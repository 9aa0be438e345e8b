//! In-memory Repository Implementation
//!
//! Backs development runs without a database and the HTTP tests.
//! State lives only as long as the process.

use std::collections::HashMap;
use std::sync::Arc;

use chrono::Utc;
use tokio::sync::RwLock;
use uuid::Uuid;

use crate::domain::entity::{session::Session, user::User};
use crate::domain::repository::{SessionRepository, UserRepository};
use crate::domain::value_object::email::Email;
use crate::error::AuthResult;

/// In-memory auth repository
#[derive(Clone, Default)]
pub struct MemoryAuthRepository {
    users: Arc<RwLock<HashMap<String, User>>>,
    sessions: Arc<RwLock<HashMap<Uuid, Session>>>,
}

impl MemoryAuthRepository {
    pub fn new() -> Self {
        Self::default()
    }
}

#[cfg(test)]
impl MemoryAuthRepository {
    /// Number of stored credential records
    pub(crate) async fn user_count(&self) -> usize {
        self.users.read().await.len()
    }

    /// Number of stored sessions, expired ones included
    pub(crate) async fn session_count(&self) -> usize {
        self.sessions.read().await.len()
    }

    /// Stored sessions whose payload names `email`
    pub(crate) async fn sessions_for(&self, email: &str) -> Vec<Session> {
        self.sessions
            .read()
            .await
            .values()
            .filter(|s| s.user() == Some(email))
            .cloned()
            .collect()
    }
}

impl UserRepository for MemoryAuthRepository {
    async fn find_by_email(&self, email: &Email) -> AuthResult<Option<User>> {
        Ok(self.users.read().await.get(email.as_str()).cloned())
    }

    async fn create(&self, user: &User) -> AuthResult<bool> {
        let mut users = self.users.write().await;

        if users.contains_key(user.email.as_str()) {
            return Ok(false);
        }

        users.insert(user.email.as_str().to_owned(), user.clone());
        Ok(true)
    }
}

impl SessionRepository for MemoryAuthRepository {
    async fn insert(&self, session: &Session) -> AuthResult<()> {
        self.sessions
            .write()
            .await
            .insert(session.session_id, session.clone());
        Ok(())
    }

    async fn find_by_id(&self, session_id: Uuid) -> AuthResult<Option<Session>> {
        let sessions = self.sessions.read().await;

        Ok(sessions
            .get(&session_id)
            .filter(|s| s.expires_at > Utc::now())
            .cloned())
    }

    async fn delete(&self, session_id: Uuid) -> AuthResult<()> {
        self.sessions.write().await.remove(&session_id);
        Ok(())
    }

    async fn cleanup_expired(&self) -> AuthResult<u64> {
        let mut sessions = self.sessions.write().await;
        let before = sessions.len();
        let now = Utc::now();

        sessions.retain(|_, s| s.expires_at > now);

        let deleted = (before - sessions.len()) as u64;
        tracing::info!(sessions_deleted = deleted, "Cleaned up expired sessions");

        Ok(deleted)
    }
}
--*--
| EXERCISE DESCRIPTION |
Exactly as written, copy out all the entries above.

| WRITTEN ANSWER |
repository 9aa0be438e345e8b
//! In-memory Repository Implementation
//!
//! Backs development runs without a database and the HTTP tests.
//! State lives only as long as the process.

use std::collections::HashMap;
use std::sync::Arc;

use chrono::Utc;
use tokio::sync::RwLock;
use uuid::Uuid;

use crate::domain::entity::{session::Session, user::User};
use crate::domain::repository::{SessionRepository, UserRepository};
use crate::domain::value_object::email::Email;
use crate::error::AuthResult;

/// In-memory auth repository
#[derive(Clone, Default)]
pub struct MemoryAuthRepository {
    users: Arc<RwLock<HashMap<String, User>>>,
    sessions: Arc<RwLock<HashMap<Uuid, Session>>>,
}

impl MemoryAuthRepository {
    pub fn new() -> Self {
        Self::default()
    }
}

#[cfg(test)]
impl MemoryAuthRepository {
    /// Number of stored credential records
    pub(crate) async fn user_count(&self) -> usize {
        self.users.read().await.len()
    }

    /// Number of stored sessions, expired ones included
    pub(crate) async fn session_count(&self) -> usize {
        self.sessions.read().await.len()
    }

    /// Stored sessions whose payload names `email`
    pub(crate) async fn sessions_for(&self, email: &str) -> Vec<Session> {
        self.sessions
            .read()
            .await
            .values()
            .filter(|s| s.user() == Some(email))
            .cloned()
            .collect()
    }
}

impl UserRepository for MemoryAuthRepository {
    async fn find_by_email(&self, email: &Email) -> AuthResult<Option<User>> {
        Ok(self.users.read().await.get(email.as_str()).cloned())
    }

    async fn create(&self, user: &User) -> AuthResult<bool> {
        let mut users = self.users.write().await;

        if users.contains_key(user.email.as_str()) {
            return Ok(false);
        }

        users.insert(user.email.as_str().to_owned(), user.clone());
        Ok(true)
    }
}

impl SessionRepository for MemoryAuthRepository {
    async fn insert(&self, session: &Session) -> AuthResult<()> {
        self.sessions
            .write()
            .await
            .insert(session.session_id, session.clone());
        Ok(())
    }

    async fn find_by_id(&self, session_id: Uuid) -> AuthResult<Option<Session>> {
        let sessions = self.sessions.read().await;

        Ok(sessions
            .get(&session_id)
            .filter(|s| s.expires_at > Utc::now())
            .cloned())
    }

    async fn delete(&self, session_id: Uuid) -> AuthResult<()> {
        self.sessions.write().await.remove(&session_id);
        Ok(())
    }

    async fn cleanup_expired(&self) -> AuthResult<u64> {
        let mut sessions = self.sessions.write().await;
        let before = sessions.len();
        let now = Utc::now();

        sessions.retain(|_, s| s.expires_at > now);

        let deleted = (before - sessions.len()) as u64;
        tracing::info!(sessions_deleted = deleted, "Cleaned up expired sessions");

        Ok(deleted)
    }
}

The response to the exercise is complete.